● TASK ITEM: Please copy out every line in the entries that includes the word "MarkCache".

[Entries taken from a collection]

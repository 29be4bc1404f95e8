//! Exponential backoff for transient broker errors.

use std::time::Duration;

use rand::Rng;

use crate::config::CoreConfig;

/// The backoff curve: `base × 2^attempt`, capped, with symmetric jitter.
#[derive(Debug, Clone)]
pub struct BackoffPolicy {
    base: Duration,
    cap: Duration,
    jitter_pct: u32,
    /// Retries allowed beyond the first attempt.
    pub max_retries: u32,
}

impl BackoffPolicy {
    /// Lift the curve out of the engine configuration.
    pub fn from_config(cfg: &CoreConfig) -> Self {
        Self {
            base: cfg.retry_base,
            cap: cfg.retry_cap,
            jitter_pct: cfg.retry_jitter_pct.min(100),
            max_retries: cfg.max_retries,
        }
    }

    /// Delay before retry number `attempt` (0-based), jittered.
    pub fn delay_for(&self, attempt: u32) -> Duration {
        let base_ms = self.base.as_millis() as u64;
        let cap_ms = self.cap.as_millis() as u64;
        let exp_ms = base_ms
            .saturating_mul(1u64 << attempt.min(32))
            .min(cap_ms)
            .max(1);

        let jitter_span = exp_ms * u64::from(self.jitter_pct) / 100;
        let jittered = if jitter_span == 0 {
            exp_ms as i64
        } else {
            let offset = rand::thread_rng().gen_range(-(jitter_span as i64)..=jitter_span as i64);
            exp_ms as i64 + offset
        };
        Duration::from_millis(jittered.max(1) as u64)
    }
}
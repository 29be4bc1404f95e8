//! Replication engine configuration.
//!
//! [`CoreConfig`] carries every tunable the engine reads. Defaults come from
//! [`constants::engine_defaults`](crate::constants::engine_defaults);
//! [`CoreConfig::from_env`] applies `COPYTRADE_*` environment overrides on
//! top, which is how deployments tune the engine without code changes.

use std::time::Duration;

use serde::{Deserialize, Serialize};

use crate::constants::{API_BASE_URL, SANDBOX_BASE_URL, engine_defaults as defaults};
use crate::error::{CoreError, Result};

/// All engine tunables.
#[derive(Debug, Clone, Serialize, Deserialize)]
pub struct CoreConfig {
    /// Global cap on concurrently in-flight broker calls, shared across all
    /// in-flight fan-outs (cross-tenant backpressure).
    pub max_in_flight_broker_calls: usize,
    /// Per-follower pipeline deadline, measured from dispatch start.
    /// Semaphore waits count against it.
    pub dispatch_timeout: Duration,
    /// Transient broker-error retries per follower order.
    pub max_retries: u32,
    /// Backoff curve: base delay.
    pub retry_base: Duration,
    /// Backoff curve: delay ceiling.
    pub retry_cap: Duration,
    /// Backoff curve: jitter as a percentage of the computed delay.
    pub retry_jitter_pct: u32,
    /// Follower snapshot cache TTL.
    pub follower_snapshot_ttl: Duration,
    /// Pipelines admitted concurrently = CPUs × this multiplier.
    pub worker_pool_multiplier: usize,
    /// Sessions are refreshed proactively this far before expiry.
    pub session_refresh_guard: Duration,
    /// Polling interval for the unknown-order reconciler.
    pub reconcile_interval: Duration,
    /// Broker HTTPS endpoint.
    pub broker_base_url: String,
    /// Use the sandbox endpoint instead of `broker_base_url`.
    pub broker_sandbox: bool,
}

impl Default for CoreConfig {
    fn default() -> Self {
        Self {
            max_in_flight_broker_calls: defaults::MAX_IN_FLIGHT_BROKER_CALLS,
            dispatch_timeout: Duration::from_millis(defaults::DISPATCH_TIMEOUT_MS),
            max_retries: defaults::MAX_RETRIES,
            retry_base: Duration::from_millis(defaults::RETRY_BASE_MS),
            retry_cap: Duration::from_millis(defaults::RETRY_CAP_MS),
            retry_jitter_pct: defaults::RETRY_JITTER_PCT,
            follower_snapshot_ttl: Duration::from_millis(defaults::FOLLOWER_SNAPSHOT_TTL_MS),
            worker_pool_multiplier: defaults::WORKER_POOL_MULTIPLIER,
            session_refresh_guard: Duration::from_millis(defaults::SESSION_REFRESH_GUARD_MS),
            reconcile_interval: Duration::from_millis(defaults::RECONCILE_INTERVAL_MS),
            broker_base_url: API_BASE_URL.to_owned(),
            broker_sandbox: false,
        }
    }
}

impl CoreConfig {
    /// Defaults with `COPYTRADE_*` environment overrides applied.
    ///
    /// Recognized variables mirror the struct fields:
    /// `COPYTRADE_MAX_IN_FLIGHT_BROKER_CALLS`, `COPYTRADE_DISPATCH_TIMEOUT_MS`,
    /// `COPYTRADE_MAX_RETRIES`, `COPYTRADE_RETRY_BASE_MS`,
    /// `COPYTRADE_RETRY_CAP_MS`, `COPYTRADE_RETRY_JITTER_PCT`,
    /// `COPYTRADE_FOLLOWER_SNAPSHOT_TTL_MS`, `COPYTRADE_WORKER_POOL_MULTIPLIER`,
    /// `COPYTRADE_SESSION_REFRESH_GUARD_MS`, `COPYTRADE_RECONCILE_INTERVAL_MS`,
    /// `COPYTRADE_BROKER_BASE_URL`, `COPYTRADE_BROKER_SANDBOX`.
    pub fn from_env() -> Result<Self> {
        let mut cfg = Self::default();
        if let Some(v) = env_parse::<usize>("COPYTRADE_MAX_IN_FLIGHT_BROKER_CALLS")? {
            cfg.max_in_flight_broker_calls = v;
        }
        if let Some(v) = env_parse::<u64>("COPYTRADE_DISPATCH_TIMEOUT_MS")? {
            cfg.dispatch_timeout = Duration::from_millis(v);
        }
        if let Some(v) = env_parse::<u32>("COPYTRADE_MAX_RETRIES")? {
            cfg.max_retries = v;
        }
        if let Some(v) = env_parse::<u64>("COPYTRADE_RETRY_BASE_MS")? {
            cfg.retry_base = Duration::from_millis(v);
        }
        if let Some(v) = env_parse::<u64>("COPYTRADE_RETRY_CAP_MS")? {
            cfg.retry_cap = Duration::from_millis(v);
        }
        if let Some(v) = env_parse::<u32>("COPYTRADE_RETRY_JITTER_PCT")? {
            cfg.retry_jitter_pct = v;
        }
        if let Some(v) = env_parse::<u64>("COPYTRADE_FOLLOWER_SNAPSHOT_TTL_MS")? {
            cfg.follower_snapshot_ttl = Duration::from_millis(v);
        }
        if let Some(v) = env_parse::<usize>("COPYTRADE_WORKER_POOL_MULTIPLIER")? {
            cfg.worker_pool_multiplier = v;
        }
        if let Some(v) = env_parse::<u64>("COPYTRADE_SESSION_REFRESH_GUARD_MS")? {
            cfg.session_refresh_guard = Duration::from_millis(v);
        }
        if let Some(v) = env_parse::<u64>("COPYTRADE_RECONCILE_INTERVAL_MS")? {
            cfg.reconcile_interval = Duration::from_millis(v);
        }
        if let Ok(v) = std::env::var("COPYTRADE_BROKER_BASE_URL") {
            cfg.broker_base_url = v;
        }
        if let Some(v) = env_parse::<bool>("COPYTRADE_BROKER_SANDBOX")? {
            cfg.broker_sandbox = v;
        }
        cfg.validate()?;
        Ok(cfg)
    }

    /// The endpoint the broker client should target.
    pub fn effective_base_url(&self) -> &str {
        if self.broker_sandbox {
            SANDBOX_BASE_URL
        } else {
            &self.broker_base_url
        }
    }

    /// Concurrent pipeline admissions: CPUs × `worker_pool_multiplier`.
    pub fn worker_pool_size(&self) -> usize {
        let cpus = std::thread::available_parallelism()
            .map(|n| n.get())
            .unwrap_or(1);
        (cpus * self.worker_pool_multiplier).max(1)
    }

    /// Reject configurations the engine cannot run with.
    pub fn validate(&self) -> Result<()> {
        if self.max_in_flight_broker_calls == 0 {
            return Err(CoreError::InvalidArgument(
                "max_in_flight_broker_calls must be at least 1".into(),
            ));
        }
        if self.worker_pool_multiplier == 0 {
            return Err(CoreError::InvalidArgument(
                "worker_pool_multiplier must be at least 1".into(),
            ));
        }
        if self.retry_jitter_pct > 100 {
            return Err(CoreError::InvalidArgument(
                "retry_jitter_pct must be within 0..=100".into(),
            ));
        }
        url::Url::parse(&self.broker_base_url)?;
        Ok(())
    }
}

/// Read and parse an environment variable, mapping parse failures to
/// [`CoreError::InvalidArgument`] with the variable name.
fn env_parse<T: std::str::FromStr>(name: &str) -> Result<Option<T>> {
    match std::env::var(name) {
        Ok(raw) => raw.parse::<T>().map(Some).map_err(|_| {
            CoreError::InvalidArgument(format!("{name} has an unparsable value: {raw:?}"))
        }),
        Err(_) => Ok(None),
    }
}
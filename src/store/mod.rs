//! Persistent state: orders, follower links, instrument codes, replication
//! events, and sealed credentials — one SQLite database shared by the
//! stores.
//!
//! - [`orders`] — [`OrderStore`](orders::OrderStore)
//! - [`links`] — [`FollowerRegistry`](links::FollowerRegistry)
//! - [`instruments`] — [`InstrumentMapper`](instruments::InstrumentMapper)
//! - [`events`] — [`EventLog`](events::EventLog)

use std::sync::Arc;

use rusqlite::Connection;
use tokio::sync::Mutex;

use crate::error::Result;

pub mod events;
pub mod instruments;
pub mod links;
pub mod orders;

pub use events::EventLog;
pub use instruments::InstrumentMapper;
pub use links::FollowerRegistry;
pub use orders::OrderStore;

/// Handle to the shared SQLite connection.
///
/// A single connection behind an async mutex is deliberate: SQLite in WAL
/// mode serializes writers anyway, and every store operation is one short
/// statement or transaction. Fan-out concurrency lives above this layer.
#[derive(Clone)]
pub struct Database {
    conn: Arc<Mutex<Connection>>,
}

impl Database {
    /// Open (or create) the database file and run migrations.
    pub fn open(path: &str) -> Result<Self> {
        Self::from_connection(Connection::open(path)?)
    }

    /// Open an in-memory database. Used by tests and the local simulator.
    pub fn open_in_memory() -> Result<Self> {
        Self::from_connection(Connection::open_in_memory()?)
    }

    fn from_connection(conn: Connection) -> Result<Self> {
        conn.pragma_update(None, "journal_mode", "WAL").ok();
        conn.pragma_update(None, "synchronous", "NORMAL").ok();
        conn.pragma_update(None, "foreign_keys", "ON").ok();
        migrate(&conn)?;
        Ok(Self {
            conn: Arc::new(Mutex::new(conn)),
        })
    }

    /// The underlying connection.
    pub(crate) fn conn(&self) -> &Arc<Mutex<Connection>> {
        &self.conn
    }
}

fn migrate(conn: &Connection) -> Result<()> {
    conn.execute_batch(
        "CREATE TABLE IF NOT EXISTS orders (
            id TEXT PRIMARY KEY,
            account TEXT NOT NULL,
            strategy_id TEXT,
            parent_id TEXT REFERENCES orders(id),
            side TEXT NOT NULL,
            order_type TEXT NOT NULL,
            symbol TEXT NOT NULL,
            exchange TEXT NOT NULL,
            quantity INTEGER NOT NULL CHECK (quantity > 0),
            price REAL,
            trigger_price REAL,
            product TEXT NOT NULL,
            validity TEXT NOT NULL,
            created_at TEXT NOT NULL,
            submitted_at TEXT,
            terminal_at TEXT,
            status TEXT NOT NULL,
            broker_order_id TEXT,
            exchange_order_id TEXT,
            last_message TEXT,
            traded_qty INTEGER NOT NULL DEFAULT 0,
            avg_trade_price REAL,
            status_revision INTEGER NOT NULL DEFAULT 0
        );
        CREATE INDEX IF NOT EXISTS idx_orders_parent ON orders(parent_id);
        CREATE INDEX IF NOT EXISTS idx_orders_account_created
            ON orders(account, created_at);
        CREATE INDEX IF NOT EXISTS idx_orders_status ON orders(status);

        CREATE TABLE IF NOT EXISTS follower_links (
            master_account TEXT NOT NULL,
            follower_account TEXT NOT NULL,
            active INTEGER NOT NULL DEFAULT 1,
            policy_kind TEXT NOT NULL,
            policy_ratio REAL,
            policy_percent REAL,
            policy_quantity INTEGER,
            max_order_notional REAL,
            max_daily_loss REAL,
            created_at TEXT NOT NULL,
            PRIMARY KEY (master_account, follower_account)
        );
        CREATE INDEX IF NOT EXISTS idx_links_master_active
            ON follower_links(master_account, active);

        CREATE TABLE IF NOT EXISTS scrip_master (
            symbol TEXT NOT NULL,
            exchange TEXT NOT NULL,
            segment TEXT NOT NULL,
            scrip_code INTEGER NOT NULL,
            lot_size INTEGER NOT NULL DEFAULT 1,
            active INTEGER NOT NULL DEFAULT 1,
            PRIMARY KEY (symbol, exchange)
        );

        CREATE TABLE IF NOT EXISTS broker_credentials (
            account TEXT PRIMARY KEY,
            sealed TEXT NOT NULL,
            updated_at TEXT NOT NULL
        );

        CREATE TABLE IF NOT EXISTS replication_events (
            id TEXT PRIMARY KEY,
            master_order_id TEXT NOT NULL,
            started_at TEXT NOT NULL,
            ended_at TEXT NOT NULL,
            total INTEGER NOT NULL,
            dispatched INTEGER NOT NULL,
            policy_skipped INTEGER NOT NULL,
            unmapped INTEGER NOT NULL,
            risk_denied INTEGER NOT NULL,
            broker_errored INTEGER NOT NULL,
            timed_out INTEGER NOT NULL,
            p50_ms INTEGER NOT NULL,
            p95_ms INTEGER NOT NULL,
            p99_ms INTEGER NOT NULL
        );
        CREATE INDEX IF NOT EXISTS idx_repl_events_master
            ON replication_events(master_order_id);

        CREATE TABLE IF NOT EXISTS replication_outcomes (
            event_id TEXT NOT NULL REFERENCES replication_events(id),
            follower_account TEXT NOT NULL,
            outcome TEXT NOT NULL,
            detail TEXT,
            latency_ms INTEGER NOT NULL,
            message TEXT
        );
        CREATE INDEX IF NOT EXISTS idx_repl_outcomes_event
            ON replication_outcomes(event_id);",
    )?;
    Ok(())
}
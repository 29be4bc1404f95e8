//! The pre-trade risk gate.
//!
//! Consulted once per follower order, before any broker call. Inputs are
//! computed at call time: realized daily PnL from the order store, balance
//! and positions through a [`PortfolioView`], and a per-account
//! peak-balance series the gate maintains for the session's drawdown
//! estimate. Denials are recorded outcomes, not alarms.

use std::collections::HashMap;
use std::sync::Arc;

use async_trait::async_trait;

use crate::broker::adapter::{BalanceSnapshot, BrokerAdapter, PositionSnapshot};
use crate::error::Result;
use crate::marks::MarkCache;
use crate::session::CredentialVault;
use crate::store::OrderStore;
use crate::types::enums::Side;
use crate::types::link::FollowerLink;
use crate::types::order::OrderDraft;
use crate::types::risk::{DenyReason, RiskDecision, RiskEnvelope};

// ---------------------------------------------------------------------------
// Portfolio view
// ---------------------------------------------------------------------------

/// Balance and positions source for the gate and the percentage policy.
///
/// Production wires [`BrokerPortfolio`]; tests wire an in-memory fake.
#[async_trait]
pub trait PortfolioView: Send + Sync {
    /// Current balance for the account.
    async fn balance(&self, account: &str) -> Result<BalanceSnapshot>;

    /// Open positions for the account.
    async fn positions(&self, account: &str) -> Result<Vec<PositionSnapshot>>;
}

/// [`PortfolioView`] over the broker adapter: one session acquisition, one
/// adapter call.
pub struct BrokerPortfolio {
    vault: Arc<CredentialVault>,
    broker: Arc<dyn BrokerAdapter>,
}

impl BrokerPortfolio {
    /// Build a view over the vault and adapter.
    pub fn new(vault: Arc<CredentialVault>, broker: Arc<dyn BrokerAdapter>) -> Self {
        Self { vault, broker }
    }
}

#[async_trait]
impl PortfolioView for BrokerPortfolio {
    async fn balance(&self, account: &str) -> Result<BalanceSnapshot> {
        let session = self.vault.session(account).await?;
        Ok(self.broker.balance(&session).await?)
    }

    async fn positions(&self, account: &str) -> Result<Vec<PositionSnapshot>> {
        let session = self.vault.session(account).await?;
        Ok(self.broker.positions(&session).await?)
    }
}

// ---------------------------------------------------------------------------
// The gate
// ---------------------------------------------------------------------------

/// Per-account pre-trade checks against a risk envelope.
pub struct RiskGate {
    store: Arc<OrderStore>,
    portfolio: Arc<dyn PortfolioView>,
    /// Warmed with the LTPs of every positions snapshot the gate pulls.
    marks: Arc<MarkCache>,
    default_envelope: RiskEnvelope,
    /// Account-level envelope overrides.
    account_envelopes: parking_lot::RwLock<HashMap<String, RiskEnvelope>>,
    /// Session-lifetime peak balance per account, for the drawdown estimate.
    balance_peaks: parking_lot::Mutex<HashMap<String, f64>>,
}

impl RiskGate {
    /// Build a gate with the system-wide default envelope.
    pub fn new(
        store: Arc<OrderStore>,
        portfolio: Arc<dyn PortfolioView>,
        marks: Arc<MarkCache>,
        default_envelope: RiskEnvelope,
    ) -> Self {
        Self {
            store,
            portfolio,
            marks,
            default_envelope,
            account_envelopes: parking_lot::RwLock::new(HashMap::new()),
            balance_peaks: parking_lot::Mutex::new(HashMap::new()),
        }
    }

    /// Install an account-level envelope override.
    pub fn set_account_envelope(&self, account: &str, envelope: RiskEnvelope) {
        self.account_envelopes
            .write()
            .insert(account.to_owned(), envelope);
    }

    /// Effective envelope for an account under a link: account override (or
    /// system default) narrowed by the link's per-link limits.
    pub fn envelope_for(&self, account: &str, link: &FollowerLink) -> RiskEnvelope {
        let base = self
            .account_envelopes
            .read()
            .get(account)
            .cloned()
            .unwrap_or_else(|| self.default_envelope.clone());
        base.narrowed_by(link)
    }

    /// Run every check for a proposed order. The first breached limit wins.
    ///
    /// `mark` is the reference price used for notional and exposure math
    /// when the draft has no limit price.
    pub async fn check(
        &self,
        account: &str,
        draft: &OrderDraft,
        envelope: &RiskEnvelope,
        mark: Option<f64>,
    ) -> Result<RiskDecision> {
        // Daily loss: realized PnL from today's executed follower trades.
        let pnl = self.store.realized_pnl_today(account).await?;
        if pnl < 0.0 && -pnl >= envelope.max_daily_loss {
            return Ok(RiskDecision::Deny(DenyReason::DailyLossBreached));
        }

        let balance = self.portfolio.balance(account).await?;
        if self.drawdown_fraction(account, balance.available + balance.utilized)
            > envelope.max_drawdown_fraction
        {
            return Ok(RiskDecision::Deny(DenyReason::DrawdownBreached));
        }

        let positions = self.portfolio.positions(account).await?;
        self.marks.record_positions(&positions);
        let open: Vec<&PositionSnapshot> =
            positions.iter().filter(|p| p.net_qty != 0).collect();

        // Opening a new symbol grows the open-position count by one.
        let already_open = open
            .iter()
            .any(|p| p.symbol == draft.symbol && p.exchange == draft.exchange);
        let projected_count = open.len() as u32 + u32::from(!already_open);
        if projected_count > envelope.max_open_positions {
            return Ok(RiskDecision::Deny(DenyReason::PositionCountBreached));
        }

        let notional = draft.notional(mark);
        if let Some(notional) = notional {
            if notional > envelope.max_position_notional {
                return Ok(RiskDecision::Deny(DenyReason::PositionSizeBreached));
            }

            let exposure: f64 = open
                .iter()
                .map(|p| p.net_qty.unsigned_abs() as f64 * p.last_price)
                .sum();
            if exposure + notional > envelope.max_exposure {
                return Ok(RiskDecision::Deny(DenyReason::ExposureBreached));
            }

            if draft.side == Side::BUY && balance.available < notional {
                return Ok(RiskDecision::Deny(DenyReason::InsufficientBalance));
            }
        }

        Ok(RiskDecision::Allow)
    }

    /// Update the peak series and return the current peak-to-trough
    /// fraction for the session.
    fn drawdown_fraction(&self, account: &str, balance: f64) -> f64 {
        let mut peaks = self.balance_peaks.lock();
        let peak = peaks.entry(account.to_owned()).or_insert(balance);
        if balance > *peak {
            *peak = balance;
        }
        if *peak <= 0.0 {
            return 0.0;
        }
        (*peak - balance) / *peak
    }
}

● TASK ANSWER:
use crate::marks::MarkCache;
    marks: Arc<MarkCache>,
        marks: Arc<MarkCache>,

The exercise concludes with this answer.